Source: CIO.com survey of 328 IT and business executives and managers, April 2008. Up to three items selected.
Product support concerns 45%
Awareness/knowledge of available solutions 29%
Security concerns 26%
Lack of support by management 22%
Licensing or legal concerns 21%
Investment in architecture from other vendor(s) 20%
Software quality issues 20%
Customization concerns 15%
Not relevant to our product or service 7%
Pressure on open-source providers by vendors 5%
Software cost allocation policies 2%
While it's good news (at least to its proponents) that nearly two-thirds of companies are using open source today or plan to use it soon, there are still barriers to adoption. The primary reason is product support concerns (45 percent); enterprises clearly want assurance that someone will answer tech support calls. Secondary issues are the awareness or knowledge of available solutions-that is, the ease of learning that an open-source application is available to scratch that particular IT itch (29 percent), security concerns (26 percent) and lack of support by management (22 percent).
Again, you'll notice that the qualities of the open-source applications themselves aren't as big a deal. Software quality issues are cited as a primary barrier to adoption by 20 percent and customization concerns by 15 percent. So if you're trying to sell the boss on the virtues of open source, spend more time on reassurance about tech support availability and quality than you do on customization opportunities.

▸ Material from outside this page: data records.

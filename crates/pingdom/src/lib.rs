//! Pingdom - client for the Pingdom checks REST API
//!
//! Lists, creates, reads, updates and deletes uptime checks. Requests carry
//! HTTP Basic Auth plus the `App-Key` header; non-2xx responses surface as
//! structured [`ApiError`]s.

pub mod check;
pub mod cli;
pub mod client;
pub mod config;
pub mod envelope;
pub mod error;
pub mod io;

pub use check::{Check, CheckParams, CheckStatus};
pub use client::{validate_response, PingdomClient};
pub use config::{load_config, ClientConfig};
pub use envelope::{ApiError, MessageResponse};
pub use error::{PingdomError, Result};
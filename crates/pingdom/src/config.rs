//! Client configuration

use serde::{Deserialize, Serialize};
use std::path::Path;

pub const DEFAULT_BASE_URL: &str = "https://api.pingdom.com";

pub const USERNAME_ENV: &str = "PINGDOM_USERNAME";
pub const PASSWORD_ENV: &str = "PINGDOM_PASSWORD";
pub const APP_KEY_ENV: &str = "PINGDOM_APP_KEY";

/// Credentials and endpoint for the Pingdom API
#[derive(Clone, Serialize, Deserialize)]
pub struct ClientConfig {
    #[serde(default)]
    pub username: String,
    #[serde(default)]
    pub password: String,
    #[serde(default)]
    pub app_key: String,
    #[serde(default = "default_base_url")]
    pub base_url: String,
    #[serde(default)]
    pub timeout_seconds: Option<u64>,
}

impl std::fmt::Debug for ClientConfig {
    fn fmt(&self, f: &mut std::fmt::Formatter<'_>) -> std::fmt::Result {
        f.debug_struct("ClientConfig")
            .field("username", &self.username)
            .field("base_url", &self.base_url)
            .field("timeout_seconds", &self.timeout_seconds)
            .finish()
    }
}

impl Default for ClientConfig {
    fn default() -> Self {
        Self {
            username: String::new(),
            password: String::new(),
            app_key: String::new(),
            base_url: default_base_url(),
            timeout_seconds: None,
        }
    }
}

impl ClientConfig {
    /// Fill empty credentials from the `PINGDOM_*` environment variables
    pub fn resolve_secrets(&mut self) -> crate::Result<()> {
        self.resolve_secrets_with(|key| std::env::var(key).ok())
    }

    /// Fill empty credentials using `lookup`, then require all of them
    pub fn resolve_secrets_with<F>(&mut self, lookup: F) -> crate::Result<()>
    where
        F: Fn(&str) -> Option<String>,
    {
        for (field, env) in [
            (&mut self.username, USERNAME_ENV),
            (&mut self.password, PASSWORD_ENV),
            (&mut self.app_key, APP_KEY_ENV),
        ] {
            if field.is_empty() {
                if let Some(value) = lookup(env) {
                    tracing::debug!("Using {} from environment", env);
                    *field = value;
                }
            }
        }

        let missing: Vec<&str> = [
            (self.username.is_empty(), "username"),
            (self.password.is_empty(), "password"),
            (self.app_key.is_empty(), "app_key"),
        ]
        .into_iter()
        .filter_map(|(empty, name)| empty.then_some(name))
        .collect();

        if !missing.is_empty() {
            return Err(crate::PingdomError::Config(format!(
                "Missing credentials: {}",
                missing.join(", ")
            )));
        }
        Ok(())
    }
}

fn default_base_url() -> String {
    DEFAULT_BASE_URL.to_string()
}

/// Load configuration from a JSON file
pub fn load_config(path: &Path) -> crate::Result<ClientConfig> {
    let content = std::fs::read_to_string(path).map_err(|e| {
        crate::PingdomError::Config(format!("Failed to read config file {:?}: {}", path, e))
    })?;
    let config: ClientConfig = serde_json::from_str(&content)?;
    Ok(config)
}
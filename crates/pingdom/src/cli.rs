//! Command-line front end for the `pingdom` binary

use std::io::Write;
use std::path::PathBuf;

use clap::{Parser, Subcommand};
use serde::Serialize;
use tracing::Level;

use crate::{load_config, Check, ClientConfig, MessageResponse, PingdomClient, Result};

#[derive(Debug, Parser)]
#[command(name = "pingdom")]
#[command(about = "Manage Pingdom uptime checks")]
#[command(version)]
pub struct Args {
    /// Path to configuration file
    #[arg(short, long)]
    pub config: Option<PathBuf>,

    /// API base URL (overrides config file)
    #[arg(long)]
    pub base_url: Option<String>,

    /// Log level
    #[arg(short, long, default_value = "warn")]
    pub log_level: Level,

    /// Print results as JSON
    #[arg(long)]
    pub json: bool,

    #[command(subcommand)]
    pub command: Command,
}

#[derive(Debug, Clone, PartialEq, Eq, Subcommand)]
pub enum Command {
    /// List all checks
    List,
    /// Create an HTTP check
    Create {
        #[arg(long)]
        name: String,
        #[arg(long)]
        host: String,
    },
    /// Show a single check
    Read { id: u64 },
    /// Change the name and/or host of a check
    Update {
        id: u64,
        #[arg(long)]
        name: Option<String>,
        #[arg(long)]
        host: Option<String>,
    },
    /// Delete a check
    Delete { id: u64 },
}

/// Resolve configuration, build a client and run the requested command
pub async fn run<W: Write>(args: Args, out: &mut W) -> Result<()> {
    tracing::debug!(
        "Parsed command line arguments: config={:?}, base_url={:?}, log_level={:?}",
        args.config,
        args.base_url,
        args.log_level
    );

    let mut config = if let Some(config_path) = &args.config {
        tracing::debug!("Loading configuration from {:?}", config_path);
        load_config(config_path)?
    } else {
        tracing::debug!("Using default configuration");
        ClientConfig::default()
    };

    if let Some(base_url) = args.base_url {
        config.base_url = base_url;
    }
    config.resolve_secrets()?;

    let client = PingdomClient::from_config(&config)?;
    execute(&client, args.command, args.json, out).await
}

/// Run one command against `client`, writing its result to `out`
pub async fn execute<W: Write>(
    client: &PingdomClient,
    command: Command,
    json: bool,
    out: &mut W,
) -> Result<()> {
    match command {
        Command::List => {
            let checks = client.list_checks().await?;
            if json {
                write_json(out, &checks)
            } else {
                checks.iter().try_for_each(|check| write_row(&mut *out, check))
            }
        }
        Command::Create { name, host } => {
            let created = client.create_check(&Check::new(name, host)).await?;
            tracing::info!("Created check {}", created.id);
            write_check(out, json, &created)
        }
        Command::Read { id } => {
            let check = client.read_check(id).await?;
            write_check(out, json, &check)
        }
        Command::Update { id, name, host } => {
            let check = update_target(client, id, name, host).await?;
            let response = client.update_check(id, &check).await?;
            write_message(out, json, &response)
        }
        Command::Delete { id } => {
            let response = client.delete_check(id).await?;
            write_message(out, json, &response)
        }
    }
}

/// Name and host to send for an update.
///
/// Fields not given on the command line keep their current server value, so
/// the check is read first unless both are supplied.
pub async fn update_target(
    client: &PingdomClient,
    id: u64,
    name: Option<String>,
    host: Option<String>,
) -> Result<Check> {
    match (name, host) {
        (Some(name), Some(host)) => Ok(Check::new(name, host)),
        (name, host) => {
            tracing::debug!("Fetching check {} to fill unchanged fields", id);
            let current = client.read_check(id).await?;
            Ok(Check::new(
                name.unwrap_or(current.name),
                host.unwrap_or(current.hostname),
            ))
        }
    }
}

fn write_row<W: Write>(out: &mut W, check: &Check) -> Result<()> {
    let status = check
        .status
        .map(|s| s.to_string())
        .unwrap_or_else(|| "-".to_string());
    writeln!(out, "{}\t{}\t{}\t{}", check.id, check.name, check.hostname, status)?;
    Ok(())
}

fn write_check<W: Write>(out: &mut W, json: bool, check: &Check) -> Result<()> {
    if json {
        write_json(out, check)
    } else {
        write_row(out, check)
    }
}

fn write_message<W: Write>(out: &mut W, json: bool, response: &MessageResponse) -> Result<()> {
    if json {
        write_json(out, response)
    } else {
        writeln!(out, "{}", response.message)?;
        Ok(())
    }
}

fn write_json<W: Write, T: Serialize + ?Sized>(out: &mut W, value: &T) -> Result<()> {
    writeln!(out, "{}", serde_json::to_string_pretty(value)?)?;
    Ok(())
}
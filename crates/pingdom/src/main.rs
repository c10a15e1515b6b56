//! Pingdom CLI
//!
//! Command-line interface for managing Pingdom checks.

use std::process::ExitCode;

use clap::Parser;
use pingdom::cli::{self, Args};

#[tokio::main]
async fn main() -> ExitCode {
    let args = Args::parse();

    tracing_subscriber::fmt()
        .with_max_level(args.log_level)
        .with_writer(std::io::stderr)
        .init();

    let mut stdout = std::io::stdout().lock();
    match cli::run(args, &mut stdout).await {
        Ok(()) => ExitCode::SUCCESS,
        Err(e) => {
            eprintln!("Error: {}", e);
            ExitCode::FAILURE
        }
    }
}
//! Pingdom API client

use std::sync::Arc;
use std::time::Duration;

use reqwest::{Method, Url};
use serde::de::DeserializeOwned;

use crate::check::Check;
use crate::config::{ClientConfig, DEFAULT_BASE_URL};
use crate::envelope::{CheckEnvelope, CheckListEnvelope, ErrorEnvelope, MessageResponse};
use crate::io::{HttpClient, HttpRequest, HttpResponse, ReqwestHttpClient};
use crate::{PingdomError, Result};

/// Versioned path prefix of every resource
pub const API_PREFIX: &str = "/api/2.0";

/// Header carrying the application key on every request
pub const APP_KEY_HEADER: &str = "App-Key";

/// Client for the Pingdom checks API.
///
/// Holds credentials and the base endpoint; every call is an independent
/// request/response exchange, so a client can be cloned and shared freely.
#[derive(Clone)]
pub struct PingdomClient {
    username: String,
    password: String,
    app_key: String,
    base_url: String,
    http: Arc<dyn HttpClient>,
}

impl std::fmt::Debug for PingdomClient {
    fn fmt(&self, f: &mut std::fmt::Formatter<'_>) -> std::fmt::Result {
        f.debug_struct("PingdomClient")
            .field("username", &self.username)
            .field("base_url", &self.base_url)
            .finish()
    }
}

impl PingdomClient {
    /// Client bound to the public API endpoint using reqwest
    pub fn new(
        username: impl Into<String>,
        password: impl Into<String>,
        app_key: impl Into<String>,
    ) -> Self {
        Self::with_http_client(
            username,
            password,
            app_key,
            Arc::new(ReqwestHttpClient::new()),
        )
    }

    pub fn with_http_client(
        username: impl Into<String>,
        password: impl Into<String>,
        app_key: impl Into<String>,
        http: Arc<dyn HttpClient>,
    ) -> Self {
        Self {
            username: username.into(),
            password: password.into(),
            app_key: app_key.into(),
            base_url: DEFAULT_BASE_URL.to_string(),
            http,
        }
    }

    pub fn with_base_url(mut self, base_url: impl Into<String>) -> Self {
        self.base_url = base_url.into();
        self
    }

    pub fn from_config(config: &ClientConfig) -> Result<Self> {
        let http: Arc<dyn HttpClient> = match config.timeout_seconds {
            Some(seconds) => Arc::new(ReqwestHttpClient::with_timeout(Duration::from_secs(
                seconds,
            ))?),
            None => Arc::new(ReqwestHttpClient::new()),
        };
        tracing::debug!("Created PingdomClient at {}", config.base_url);
        Ok(Self::with_http_client(
            config.username.clone(),
            config.password.clone(),
            config.app_key.clone(),
            http,
        )
        .with_base_url(config.base_url.clone()))
    }

    pub fn base_url(&self) -> &str {
        &self.base_url
    }

    /// Build an authenticated request for `resource` below the base URL.
    ///
    /// Parameters are encoded into the query string sorted by key, so the
    /// resulting URL does not depend on the order they were supplied in.
    pub fn build_request(
        &self,
        method: Method,
        resource: &str,
        params: &[(&str, &str)],
    ) -> Result<HttpRequest> {
        let raw = format!(
            "{}/{}",
            self.base_url.trim_end_matches('/'),
            resource.trim_start_matches('/')
        );
        let mut url =
            Url::parse(&raw).map_err(|e| PingdomError::InvalidUrl(format!("{}: {}", raw, e)))?;

        if !params.is_empty() {
            let mut sorted = params.to_vec();
            sorted.sort_by(|a, b| a.0.cmp(b.0));
            url.query_pairs_mut().extend_pairs(sorted);
        }

        Ok(HttpRequest {
            method,
            url,
            basic_auth: Some((self.username.clone(), self.password.clone())),
            headers: vec![(APP_KEY_HEADER.to_string(), self.app_key.clone())],
        })
    }

    /// All checks, in the order the server reports them
    pub async fn list_checks(&self) -> Result<Vec<Check>> {
        let request = self.build_request(Method::GET, &checks_path(), &[])?;
        let envelope: CheckListEnvelope = self.send(request).await?;
        tracing::debug!("Listed {} checks", envelope.checks.len());
        Ok(envelope.checks)
    }

    /// Create an HTTP check; returns the server's copy including its new id
    pub async fn create_check(&self, check: &Check) -> Result<Check> {
        let params = check.create_params();
        let request = self.build_request(Method::POST, &checks_path(), &params.pairs())?;
        let envelope: CheckEnvelope = self.send(request).await?;
        tracing::debug!("Created check {} '{}'", envelope.check.id, check.name);
        Ok(envelope.check)
    }

    pub async fn read_check(&self, id: u64) -> Result<Check> {
        let request = self.build_request(Method::GET, &check_path(id), &[])?;
        let envelope: CheckEnvelope = self.send(request).await?;
        Ok(envelope.check)
    }

    /// Update name and host of a check. The check type cannot be changed.
    pub async fn update_check(&self, id: u64, check: &Check) -> Result<MessageResponse> {
        let params = check.update_params();
        let request = self.build_request(Method::PUT, &check_path(id), &params.pairs())?;
        self.send(request).await
    }

    pub async fn delete_check(&self, id: u64) -> Result<MessageResponse> {
        let request = self.build_request(Method::DELETE, &check_path(id), &[])?;
        self.send(request).await
    }

    async fn send<T: DeserializeOwned>(&self, request: HttpRequest) -> Result<T> {
        let target = format!("{} {}", request.method, request.url.path());
        let response = self.http.execute(request).await?;

        if let Err(e) = validate_response(&response) {
            tracing::debug!("{} rejected: {}", target, e);
            return Err(e);
        }

        serde_json::from_str(&response.body).map_err(|e| {
            tracing::debug!("{} returned an undecodable body: {}", target, e);
            PingdomError::Json(e)
        })
    }
}

/// Turn a non-2xx response into the server's structured error
pub fn validate_response(response: &HttpResponse) -> Result<()> {
    if (200..=299).contains(&response.status) {
        return Ok(());
    }

    let envelope: ErrorEnvelope = serde_json::from_str(&response.body).map_err(|source| {
        PingdomError::MalformedErrorResponse {
            status: response.status,
            source,
        }
    })?;
    Err(PingdomError::Api(envelope.error))
}

fn checks_path() -> String {
    format!("{}/checks", API_PREFIX)
}

fn check_path(id: u64) -> String {
    format!("{}/checks/{}", API_PREFIX, id)
}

Companies that use (or plan to use) open source generally have the same concerns as do companies that stick with proprietary solutions. The main exception is open source's top sticking point. Half the respondents whose companies use open source today (52 percent) cite product support concerns as the greatest barrier to entry. A third (33 percent) of those who don't use open source identified this as a primary problem. Product support is still their top item - just with less urgency. In other words, the folks who are using this stuff know that it's a problem; those who aren't using it simply expect it to be.